Your task -> Every line in the entries where "usize" is found should be copied.

Supplied material ->
>>>>
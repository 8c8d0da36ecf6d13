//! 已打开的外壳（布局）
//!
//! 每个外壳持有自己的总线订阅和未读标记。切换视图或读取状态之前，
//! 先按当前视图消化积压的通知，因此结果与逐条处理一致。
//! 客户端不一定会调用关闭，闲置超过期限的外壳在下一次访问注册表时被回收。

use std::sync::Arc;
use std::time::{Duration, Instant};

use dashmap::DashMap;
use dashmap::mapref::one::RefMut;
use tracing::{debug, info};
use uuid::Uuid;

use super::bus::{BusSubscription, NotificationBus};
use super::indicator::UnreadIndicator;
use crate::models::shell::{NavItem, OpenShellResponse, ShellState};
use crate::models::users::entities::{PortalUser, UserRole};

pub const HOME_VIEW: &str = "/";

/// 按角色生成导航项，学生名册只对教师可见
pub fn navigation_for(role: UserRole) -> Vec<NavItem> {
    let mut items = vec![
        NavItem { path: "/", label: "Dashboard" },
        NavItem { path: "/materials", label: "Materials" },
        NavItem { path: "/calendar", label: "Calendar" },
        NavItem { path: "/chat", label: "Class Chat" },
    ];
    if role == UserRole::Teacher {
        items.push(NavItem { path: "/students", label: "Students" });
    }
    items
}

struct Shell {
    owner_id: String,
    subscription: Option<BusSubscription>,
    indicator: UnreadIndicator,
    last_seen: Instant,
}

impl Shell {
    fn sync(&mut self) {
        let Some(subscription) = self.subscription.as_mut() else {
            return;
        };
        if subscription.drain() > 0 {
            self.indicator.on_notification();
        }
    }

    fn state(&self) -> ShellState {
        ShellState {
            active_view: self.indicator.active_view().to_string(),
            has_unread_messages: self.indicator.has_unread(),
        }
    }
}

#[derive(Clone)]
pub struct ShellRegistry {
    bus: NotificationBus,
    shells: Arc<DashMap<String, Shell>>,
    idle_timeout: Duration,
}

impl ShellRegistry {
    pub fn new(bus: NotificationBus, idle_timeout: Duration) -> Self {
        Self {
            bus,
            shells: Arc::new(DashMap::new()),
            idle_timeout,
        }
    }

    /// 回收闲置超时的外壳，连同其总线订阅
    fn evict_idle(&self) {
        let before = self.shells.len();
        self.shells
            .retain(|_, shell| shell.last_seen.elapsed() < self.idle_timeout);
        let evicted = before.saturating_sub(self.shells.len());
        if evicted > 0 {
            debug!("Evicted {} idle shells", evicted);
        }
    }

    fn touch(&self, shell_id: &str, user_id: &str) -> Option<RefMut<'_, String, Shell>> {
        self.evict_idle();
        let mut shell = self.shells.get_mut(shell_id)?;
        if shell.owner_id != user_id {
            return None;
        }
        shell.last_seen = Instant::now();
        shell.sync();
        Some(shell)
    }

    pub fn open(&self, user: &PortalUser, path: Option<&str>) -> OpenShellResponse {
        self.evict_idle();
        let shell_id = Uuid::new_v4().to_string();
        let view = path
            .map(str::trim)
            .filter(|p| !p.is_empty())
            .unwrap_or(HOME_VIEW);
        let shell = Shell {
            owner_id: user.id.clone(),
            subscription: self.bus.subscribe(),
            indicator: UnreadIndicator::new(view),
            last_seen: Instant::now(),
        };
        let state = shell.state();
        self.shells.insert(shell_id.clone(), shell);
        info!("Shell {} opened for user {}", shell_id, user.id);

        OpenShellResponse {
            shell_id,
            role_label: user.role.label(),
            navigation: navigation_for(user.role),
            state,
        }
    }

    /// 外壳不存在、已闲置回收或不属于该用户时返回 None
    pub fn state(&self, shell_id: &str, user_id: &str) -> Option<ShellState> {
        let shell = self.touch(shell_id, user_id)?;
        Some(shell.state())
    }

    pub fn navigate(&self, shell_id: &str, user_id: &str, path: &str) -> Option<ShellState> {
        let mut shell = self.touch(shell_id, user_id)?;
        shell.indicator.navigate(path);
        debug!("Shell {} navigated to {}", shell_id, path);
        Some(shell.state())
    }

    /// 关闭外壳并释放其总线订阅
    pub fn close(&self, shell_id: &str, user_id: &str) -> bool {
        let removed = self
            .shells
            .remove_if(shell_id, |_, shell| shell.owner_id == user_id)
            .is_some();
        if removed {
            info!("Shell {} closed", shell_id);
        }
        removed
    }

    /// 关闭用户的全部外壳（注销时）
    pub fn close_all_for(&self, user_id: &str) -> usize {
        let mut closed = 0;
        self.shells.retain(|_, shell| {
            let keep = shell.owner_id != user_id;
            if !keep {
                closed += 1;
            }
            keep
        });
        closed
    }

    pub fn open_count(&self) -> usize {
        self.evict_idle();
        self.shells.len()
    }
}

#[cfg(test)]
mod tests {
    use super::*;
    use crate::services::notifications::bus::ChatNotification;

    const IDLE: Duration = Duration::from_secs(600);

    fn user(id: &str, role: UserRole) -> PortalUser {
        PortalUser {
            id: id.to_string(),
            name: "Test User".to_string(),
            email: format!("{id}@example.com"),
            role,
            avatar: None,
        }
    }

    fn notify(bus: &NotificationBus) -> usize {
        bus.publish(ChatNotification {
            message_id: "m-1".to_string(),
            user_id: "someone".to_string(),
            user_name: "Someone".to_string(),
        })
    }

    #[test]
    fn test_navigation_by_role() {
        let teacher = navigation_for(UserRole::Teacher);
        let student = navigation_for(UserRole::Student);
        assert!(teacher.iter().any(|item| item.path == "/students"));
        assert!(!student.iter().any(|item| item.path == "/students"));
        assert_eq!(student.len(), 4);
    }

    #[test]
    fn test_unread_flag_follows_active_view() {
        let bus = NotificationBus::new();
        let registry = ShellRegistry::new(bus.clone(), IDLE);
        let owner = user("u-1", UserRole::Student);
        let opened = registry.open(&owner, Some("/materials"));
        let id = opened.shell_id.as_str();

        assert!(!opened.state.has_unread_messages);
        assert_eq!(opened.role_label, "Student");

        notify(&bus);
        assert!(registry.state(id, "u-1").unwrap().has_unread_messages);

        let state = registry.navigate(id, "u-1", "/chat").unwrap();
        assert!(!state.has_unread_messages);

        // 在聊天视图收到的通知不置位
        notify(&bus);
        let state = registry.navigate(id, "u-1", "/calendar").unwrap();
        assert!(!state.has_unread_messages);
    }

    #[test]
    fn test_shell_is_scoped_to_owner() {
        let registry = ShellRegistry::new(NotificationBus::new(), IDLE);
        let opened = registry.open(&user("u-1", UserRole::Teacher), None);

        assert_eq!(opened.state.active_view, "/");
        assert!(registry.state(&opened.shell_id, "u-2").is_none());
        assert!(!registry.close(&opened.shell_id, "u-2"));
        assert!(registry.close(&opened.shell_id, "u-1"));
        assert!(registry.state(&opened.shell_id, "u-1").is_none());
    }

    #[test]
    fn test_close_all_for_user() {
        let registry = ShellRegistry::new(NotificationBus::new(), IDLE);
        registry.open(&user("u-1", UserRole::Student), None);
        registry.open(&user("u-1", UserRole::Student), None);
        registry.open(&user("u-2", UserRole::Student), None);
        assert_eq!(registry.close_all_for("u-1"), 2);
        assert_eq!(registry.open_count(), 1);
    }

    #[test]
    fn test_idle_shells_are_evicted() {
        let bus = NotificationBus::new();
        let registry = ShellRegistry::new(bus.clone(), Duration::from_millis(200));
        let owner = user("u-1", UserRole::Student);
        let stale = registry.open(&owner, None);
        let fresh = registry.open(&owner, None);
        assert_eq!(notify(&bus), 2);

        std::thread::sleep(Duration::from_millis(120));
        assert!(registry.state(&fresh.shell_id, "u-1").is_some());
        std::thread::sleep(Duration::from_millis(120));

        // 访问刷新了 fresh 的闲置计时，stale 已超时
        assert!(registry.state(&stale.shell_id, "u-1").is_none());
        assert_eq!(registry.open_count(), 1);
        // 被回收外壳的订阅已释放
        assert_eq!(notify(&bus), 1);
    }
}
<<<<
Answer to this exercise ->
    pub fn close_all_for(&self, user_id: &str) -> usize {
    pub fn open_count(&self) -> usize {
    fn notify(bus: &NotificationBus) -> usize {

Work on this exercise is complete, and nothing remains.